Experiencing God in Beauty

Professor Mark McInroy's scholarship on God and beauty earns him a prestigious Theology Award

Mark McInroyAfter spending a decade studying Swiss theologian Hans Urs von Balthasar and sorting through hundreds of writings, theology professor Mark McInroy published his book Balthasar on the Spiritual Senses: Perceiving Splendour with Oxford University Press in 2014. The book is one of the reasons McInroy is receiving an internationally prestigious award for scholarship in theology next month in Germany.

Balthasar’s work focused on God’s role when we experience beauty in the world. His theology was influential to both popes John Paul II and Benedict XVI.

“The idea that beauty needs to be reclaimed as an understanding of God is something both popes thought was an urgent task for the contemporary world,” McInroy said.

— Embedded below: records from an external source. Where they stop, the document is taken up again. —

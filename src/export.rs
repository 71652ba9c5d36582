use std::path::Path;

use anyhow::{Context, Result};

use crate::planet_core::texture::PixelBuffer;

/// Encodes `buffer` as an RGBA PNG at `path`, creating parent directories.
pub fn save_png(buffer: &PixelBuffer, path: &Path) -> Result<()> {
    if let Some(parent) = path.parent().filter(|p| !p.as_os_str().is_empty()) {
        std::fs::create_dir_all(parent)
            .with_context(|| format!("failed to create {}", parent.display()))?;
    }

    image::save_buffer(
        path,
        buffer.as_bytes(),
        buffer.width(),
        buffer.height(),
        image::ColorType::Rgba8,
    )
    .context("failed to encode PNG")?;

    log::info!("texture saved: {}", path.display());
    Ok(())
}
//! Per-client delivery of generation events.

use std::collections::HashMap;
use std::sync::Mutex;

use serde::Serialize;
use tokio::sync::mpsc;
use tracing::debug;

/// An event emitted during a generation request, delivered to the
/// subscribed client channel.
#[derive(Debug, Clone, Serialize, PartialEq)]
#[serde(tag = "event", rename_all = "snake_case")]
pub enum GenerationEvent {
    /// The model stream has opened.
    Start,
    /// An incremental content delta.
    Message {
        /// The content delta.
        content: String,
    },
    /// The stream finished normally.
    Complete {
        /// The full accumulated response.
        final_content: String,
    },
    /// The stream failed mid-flight.
    Error {
        /// A description of the failure.
        message: String,
    },
    /// The request was cancelled cooperatively.
    Cancelled,
}

impl GenerationEvent {
    /// The event's wire name.
    pub fn name(&self) -> &'static str {
        match self {
            Self::Start => "start",
            Self::Message { .. } => "message",
            Self::Complete { .. } => "complete",
            Self::Error { .. } => "error",
            Self::Cancelled => "cancelled",
        }
    }
}

/// Fans generation events out to per-client channels.
///
/// One live channel per client id; registering again replaces the previous
/// channel. Sending to an unregistered client is a no-op (no buffering, no
/// error), and a send to a client whose receiver is gone tears the channel
/// down. Events enqueue without blocking the generation loop, and per-client
/// order is preserved; no ordering holds across clients.
#[derive(Debug, Default)]
pub struct EventBus {
    channels: Mutex<HashMap<String, mpsc::UnboundedSender<GenerationEvent>>>,
}

impl EventBus {
    /// Create an empty bus.
    pub fn new() -> Self {
        Self::default()
    }

    /// Open a delivery channel for `client_id`, replacing any prior channel
    /// for that id (the old receiver sees its stream close).
    pub fn register(&self, client_id: &str) -> mpsc::UnboundedReceiver<GenerationEvent> {
        let (tx, rx) = mpsc::unbounded_channel();
        let mut channels = self.channels.lock().unwrap_or_else(|e| e.into_inner());
        channels.insert(client_id.to_string(), tx);
        rx
    }

    /// Close and remove the channel for `client_id`, if any.
    pub fn unregister(&self, client_id: &str) {
        let mut channels = self.channels.lock().unwrap_or_else(|e| e.into_inner());
        channels.remove(client_id);
    }

    /// Deliver an event to `client_id`'s channel. No-op when the client is
    /// not connected; a failed delivery removes the channel and is not
    /// retried.
    pub fn send(&self, client_id: &str, event: GenerationEvent) {
        let sender = {
            let channels = self.channels.lock().unwrap_or_else(|e| e.into_inner());
            channels.get(client_id).cloned()
        };
        let Some(sender) = sender else { return };

        if sender.send(event).is_err() {
            debug!(client_id, "delivery channel closed, removing");
            self.remove_stale(client_id, &sender);
        }
    }

    /// Remove the entry for `client_id` only while it still belongs to
    /// `sender`'s channel; a client that re-registered since the failed send
    /// keeps its fresh channel.
    fn remove_stale(&self, client_id: &str, sender: &mpsc::UnboundedSender<GenerationEvent>) {
        let mut channels = self.channels.lock().unwrap_or_else(|e| e.into_inner());
        if channels.get(client_id).is_some_and(|current| current.same_channel(sender)) {
            channels.remove(client_id);
        }
    }

    /// Deliver an event to every registered channel independently, removing
    /// any channel whose receiver is gone.
    pub fn broadcast(&self, event: GenerationEvent) {
        let senders: Vec<(String, mpsc::UnboundedSender<GenerationEvent>)> = {
            let channels = self.channels.lock().unwrap_or_else(|e| e.into_inner());
            channels.iter().map(|(id, tx)| (id.clone(), tx.clone())).collect()
        };

        for (client_id, sender) in senders {
            if sender.send(event.clone()).is_err() {
                self.remove_stale(&client_id, &sender);
            }
        }
    }

    /// Number of connected clients.
    pub fn client_count(&self) -> usize {
        self.channels.lock().unwrap_or_else(|e| e.into_inner()).len()
    }
}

Balthasar was a prolific writer, authoring close to 100 books and 500 articles. In the 1960s he wrote a seven-volume “theological aesthetics,” which was translated into English in the 1980s as The Glory of the Lord. McInroy said the years since have been a time of “critical engagement” for scholars exploring Balthasar’s works.

Balthasar believed God is beautiful, and beauty is manifested in the world, whether it is through works of great art, a natural landscape or something witnessed in others. Through experiencing beauty, Balthasar said we experience a reflection of God in the creation.

Although Balthasar is widely known for this emphasis on aesthetics, McInroy’s book digs deeper than have other scholars into the way Balthasar understands the human perception of God’s beauty. A feature of Balthasar’s work that has gone largely unnoticed is his use of the “spiritual senses,” as they are called. According to McInroy, Balthasar claims that humans have a set of corporeal senses as well as a set of “spiritual senses.” The latter is what are used to perceive God.

When McInroy teaches Theology 101, a required class for every St. Thomas undergraduate, he incorporates Balthasar’s ideas into his lessons because perceiving beauty is something tangible for students to understand.

“When we are in an aesthetic encounter, we are amidst that rapture, ecstasy, or whatever you want to talk about being transported beyond yourself as it happens in those profound experiences of beauty; one is getting something of a hint of what a relationship with God is like,” McInroy said.

Balthasar on the Spiritual SensesThis experience can be uncomfortable, however.

“These experiences of beauty are transformative,” McInroy said. “They do push one out of one’s comfort zone. There’s something beguiling, something deeply mysterious that happens there because you are being rewarded. You’re fulfilled at the same moment you are encountering something beyond yourself.”

By experiencing beauty, we experience something of what God is like, McInroy tells students. McInroy also teaches a higher-level theology class that spends a semester exploring aesthetics, beauty and the divine.

“I hope that students leave with the understanding that beauty isn’t just a kind of passing phenomenon or something that is an ornamental, pleasant embellishment. In fact, beauty exposes us to the depths of being, the very rich fundamentals of reality,” McInroy said. “So we’re not in contact with something that we can take or leave, and it’s not ultimately dispensable. In fact, beauty speaks to us. It not only resonates with us on a deep level; it describes one of the most fundamental features of the world, which in turn reflects on the source of that world, the creator.”

For his scholarship, McInroy has been named a recipient of the prestigious Lautenschlaeger Award for Theological Promise. He is one of 10 recipients from around the world and will receive it in May from the University of Heidelberg in Germany.

“It’s a tremendous honor,” he said. “It means a great deal to me.”